» **WORK ORDER**
Go through the following data and transcribe exactly the stretch of lines from the one holding "match (self.bytes.get(..whole), other.bytes.get(..whole))" to the one holding "if let Some(last)", both included.

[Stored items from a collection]
┏━━

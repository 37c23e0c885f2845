//! Core bit buffer types for demodulated EMOS E6016 transmissions

use crate::error::{DecodeError, Result};

/// One demodulated transmission: bytes plus an exact bit count
///
/// Bits are stored MSB-first. Any bits past `bits` in the last byte are
/// kept cleared.
#[derive(Debug, Clone, PartialEq, Eq, Hash)]
#[cfg_attr(feature = "serde", derive(serde::Serialize, serde::Deserialize))]
#[cfg_attr(feature = "serde", serde(try_from = "RawBitRow"))]
pub struct BitRow {
    bytes: Vec<u8>,
    bits: usize,
}

/// Unchecked wire form of a [`BitRow`]
#[cfg(feature = "serde")]
#[derive(serde::Deserialize)]
struct RawBitRow {
    bytes: Vec<u8>,
    bits: usize,
}

#[cfg(feature = "serde")]
impl TryFrom<RawBitRow> for BitRow {
    type Error = DecodeError;

    fn try_from(raw: RawBitRow) -> Result<Self> {
        BitRow::new(raw.bytes, raw.bits)
    }
}

impl BitRow {
    /// Create a new row, validating that `bytes` holds at least `bits` bits
    ///
    /// Surplus bytes are dropped and unused trailing bits are cleared.
    pub fn new(mut bytes: Vec<u8>, bits: usize) -> Result<Self> {
        let needed = bits.div_ceil(8);
        if bytes.len() < needed {
            return Err(DecodeError::insufficient_data(format!(
                "{} bits need {} bytes, got {}",
                bits,
                needed,
                bytes.len()
            )));
        }
        bytes.truncate(needed);
        let mut row = BitRow { bytes, bits };
        row.clear_tail();
        Ok(row)
    }

    /// Create a row holding every bit of `bytes`
    pub fn from_bytes(bytes: &[u8]) -> Self {
        BitRow {
            bytes: bytes.to_vec(),
            bits: bytes.len() * 8,
        }
    }

    /// Get the row bytes
    pub fn bytes(&self) -> &[u8] {
        &self.bytes
    }

    /// Get the exact number of bits in this row
    pub fn bit_len(&self) -> usize {
        self.bits
    }

    /// Check whether the leading `nbits` of both rows are identical
    ///
    /// Rows shorter than `nbits` never match.
    pub fn prefix_eq(&self, other: &BitRow, nbits: usize) -> bool {
        if self.bits < nbits || other.bits < nbits {
            return false;
        }
        let whole = nbits / 8;
        match (self.bytes.get(..whole), other.bytes.get(..whole)) {
            (Some(a), Some(b)) if a == b => {}
            _ => return false,
        }
        let rest = nbits % 8;
        if rest == 0 {
            return true;
        }
        let mask = 0xffu8 << (8 - rest);
        match (self.bytes.get(whole), other.bytes.get(whole)) {
            (Some(a), Some(b)) => (a & mask) == (b & mask),
            _ => false,
        }
    }

    /// Flip every bit of the row
    pub fn invert(&mut self) {
        for byte in self.bytes.iter_mut() {
            *byte = !*byte;
        }
        self.clear_tail();
    }

    fn clear_tail(&mut self) {
        let rest = self.bits % 8;
        if rest != 0 {
            if let Some(last) = self.bytes.last_mut() {
                *last &= 0xffu8 << (8 - rest);
            }
        }
    }
}

impl std::fmt::Display for BitRow {
    fn fmt(&self, f: &mut std::fmt::Formatter<'_>) -> std::fmt::Result {
        write!(f, "{{{}}}", self.bits)?;
        for byte in &self.bytes {
            write!(f, " {:02x}", byte)?;
        }
        Ok(())
    }
}

/// All rows received in one transmission window, in reception order
#[derive(Debug, Clone, Default, PartialEq, Eq)]
#[cfg_attr(feature = "serde", derive(serde::Serialize, serde::Deserialize))]
pub struct BitBuffer {
    rows: Vec<BitRow>,
}

impl BitBuffer {
    /// Create an empty buffer
    pub fn new() -> Self {
        BitBuffer { rows: Vec::new() }
    }

    /// Parse the textual row notation used for captures
    ///
    /// Rows are separated by `/` or newlines. Each row is an optional
    /// `[NN]` index, an optional `{bits}` length and hex digits, with
    /// whitespace ignored:
    ///
    /// ```text
    /// [00] {120} 55 5a 7c 00 6a a5 60 e7 3f 36 da ff 5d 38 ff
    /// ```
    ///
    /// Without a `{bits}` prefix the row holds four bits per hex digit.
    pub fn parse(text: &str) -> Result<Self> {
        let mut buffer = BitBuffer::new();
        for segment in text.split(['/', '\n']) {
            let mut row = segment.trim();
            if row.is_empty() {
                continue;
            }
            if let Some(rest) = row.strip_prefix('[') {
                let end = rest
                    .find(']')
                    .ok_or_else(|| DecodeError::invalid_bits("unterminated row index"))?;
                row = rest[end + 1..].trim_start();
            }

            let mut bits = None;
            if let Some(rest) = row.strip_prefix('{') {
                let end = rest
                    .find('}')
                    .ok_or_else(|| DecodeError::invalid_bits("unterminated bit count"))?;
                let count = rest[..end].trim().parse::<usize>().map_err(|_| {
                    DecodeError::invalid_bits(format!("bad bit count {:?}", &rest[..end]))
                })?;
                bits = Some(count);
                row = &rest[end + 1..];
            }

            let nibbles = row
                .chars()
                .filter(|c| !c.is_whitespace())
                .map(|c| {
                    c.to_digit(16)
                        .map(|d| d as u8)
                        .ok_or_else(|| DecodeError::invalid_bits(format!("bad hex digit {:?}", c)))
                })
                .collect::<Result<Vec<u8>>>()?;

            let bytes: Vec<u8> = nibbles
                .chunks(2)
                .map(|pair| (pair[0] << 4) | pair.get(1).copied().unwrap_or(0))
                .collect();

            let available = nibbles.len() * 4;
            let bits = bits.unwrap_or(available);
            if bits > available {
                return Err(DecodeError::invalid_bits(format!(
                    "row declares {} bits but holds {}",
                    bits, available
                )));
            }
            buffer.push(BitRow::new(bytes, bits)?);
        }
        Ok(buffer)
    }

    /// Append a row
    pub fn push(&mut self, row: BitRow) {
        self.rows.push(row);
    }

    /// Get all rows in reception order
    pub fn rows(&self) -> &[BitRow] {
        &self.rows
    }

    /// Get a single row
    pub fn row(&self, index: usize) -> Option<&BitRow> {
        self.rows.get(index)
    }

    /// Number of rows
    pub fn len(&self) -> usize {
        self.rows.len()
    }

    /// Check if the buffer holds no rows
    pub fn is_empty(&self) -> bool {
        self.rows.is_empty()
    }

    /// Find the first row repeated at least `min_repeats` times
    ///
    /// Rows are compared over their leading `compare_bits` only, so a
    /// trailing per-repeat counter does not prevent a match. The count
    /// includes the candidate row itself. Returns the index of the first
    /// qualifying row in reception order.
    pub fn find_repeated_row(&self, min_repeats: usize, compare_bits: usize) -> Option<usize> {
        self.rows.iter().enumerate().find_map(|(index, candidate)| {
            if candidate.bit_len() < compare_bits {
                return None;
            }
            let repeats = self
                .rows
                .iter()
                .filter(|other| candidate.prefix_eq(other, compare_bits))
                .count();
            (repeats >= min_repeats).then_some(index)
        })
    }

    /// Invert every bit of every row, in place
    pub fn invert(&mut self) {
        for row in self.rows.iter_mut() {
            row.invert();
        }
    }
}

impl FromIterator<BitRow> for BitBuffer {
    fn from_iter<I: IntoIterator<Item = BitRow>>(iter: I) -> Self {
        BitBuffer {
            rows: iter.into_iter().collect(),
        }
    }
}

impl std::str::FromStr for BitBuffer {
    type Err = DecodeError;

    fn from_str(s: &str) -> Result<Self> {
        BitBuffer::parse(s)
    }
}

impl std::fmt::Display for BitBuffer {
    fn fmt(&self, f: &mut std::fmt::Formatter<'_>) -> std::fmt::Result {
        for (index, row) in self.rows.iter().enumerate() {
            writeln!(f, "[{:02}] {}", index, row)?;
        }
        Ok(())
    }
}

┗━━

» **ANSWER TO THIS PROBLEM**
        match (self.bytes.get(..whole), other.bytes.get(..whole)) {
            (Some(a), Some(b)) if a == b => {}
            _ => return false,
        }
        let rest = nbits % 8;
        if rest == 0 {
            return true;
        }
        let mask = 0xffu8 << (8 - rest);
        match (self.bytes.get(whole), other.bytes.get(whole)) {
            (Some(a), Some(b)) => (a & mask) == (b & mask),
            _ => false,
        }
    }

    /// Flip every bit of the row
    pub fn invert(&mut self) {
        for byte in self.bytes.iter_mut() {
            *byte = !*byte;
        }
        self.clear_tail();
    }

    fn clear_tail(&mut self) {
        let rest = self.bits % 8;
        if rest != 0 {
            if let Some(last) = self.bytes.last_mut() {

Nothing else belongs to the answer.